▶ _Try it_: Starting at the top of the entries below, set down every line exactly, please, until you reach the line with "pub mod env;", which is included too.

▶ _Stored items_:
== Segment start ==

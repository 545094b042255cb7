// SPDX-License-Identifier: MIT
// Copyright (c) 2026 Alfred Jean LLC

//! flsync - offline-first sync core for shop-floor production cards.
//!
//! This crate provides the engine behind the `floorsync` CLI: a durable
//! action queue that replays in order once the MES API is reachable, and a
//! real-time push channel that keeps client caches fresh.
//!
//! # Main Components
//!
//! - [`sync::SyncQueue`] - execute-or-queue submission and ordered replay
//! - [`sync::ConnectionState`] - observable reachability and sync status
//! - [`sync::RealtimeChannel`] - push connection with scheduled reconnect
//! - [`executors`] - REST executors for production-card actions
//! - [`Runtime`] - wires the pieces together for one process
//!
//! # Usage
//!
//! ```rust,ignore
//! use flsync::{Config, Runtime};
//! use fls_core::CardAction;
//!
//! let runtime = Runtime::open(Config::default(), &db_path, token)?;
//! runtime.refresh_online().await;
//! let submission = runtime.queue().submit(CardAction::start("C-100", "S-1")).await?;
//! ```

mod cli;
mod commands;
mod logging;

pub mod config;
pub mod env;
pub mod error;
pub mod executors;
pub mod reachability;
pub mod runtime;
pub mod sync;

pub use cli::{ActionKind, CacheCommand, Cli, Command, OutputFormat, QueueCommand, SubmitArgs};
pub use config::Config;
pub use error::{Error, Result};
pub use runtime::Runtime;

use commands::Context;

/// Execute a CLI command. This is the main entry point for library users
/// and provides a testable way to run commands without process execution.
pub async fn run(command: Command) -> Result<()> {
    match &command {
        Command::Run { log_file } => logging::setup_logging(log_file.as_deref(), "info"),
        _ => logging::setup_logging(None, "warn"),
    }
    let ctx = Context::load()?;

    match command {
        Command::Run { .. } => commands::run::run(&ctx).await,
        Command::Submit(args) => commands::submit::run(&ctx, args).await,
        Command::Sync => commands::sync::run(&ctx).await,
        Command::Status { output } => commands::status::run(&ctx, output).await,
        Command::Queue { command } => match command {
            QueueCommand::List { output } => commands::queue::list(&ctx, output),
            QueueCommand::Clear { yes } => commands::queue::clear(&ctx, yes),
        },
        Command::Cache { command } => match command {
            CacheCommand::Clear { tenant } => commands::cache::clear(&ctx, &tenant),
        },
    }
}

== Segment end ==

▶ _Result of this exercise_:
repository 545094b042255cb7
// SPDX-License-Identifier: MIT
// Copyright (c) 2026 Alfred Jean LLC

//! flsync - offline-first sync core for shop-floor production cards.
//!
//! This crate provides the engine behind the `floorsync` CLI: a durable
//! action queue that replays in order once the MES API is reachable, and a
//! real-time push channel that keeps client caches fresh.
//!
//! # Main Components
//!
//! - [`sync::SyncQueue`] - execute-or-queue submission and ordered replay
//! - [`sync::ConnectionState`] - observable reachability and sync status
//! - [`sync::RealtimeChannel`] - push connection with scheduled reconnect
//! - [`executors`] - REST executors for production-card actions
//! - [`Runtime`] - wires the pieces together for one process
//!
//! # Usage
//!
//! ```rust,ignore
//! use flsync::{Config, Runtime};
//! use fls_core::CardAction;
//!
//! let runtime = Runtime::open(Config::default(), &db_path, token)?;
//! runtime.refresh_online().await;
//! let submission = runtime.queue().submit(CardAction::start("C-100", "S-1")).await?;
//! ```

mod cli;
mod commands;
mod logging;

pub mod config;
pub mod env;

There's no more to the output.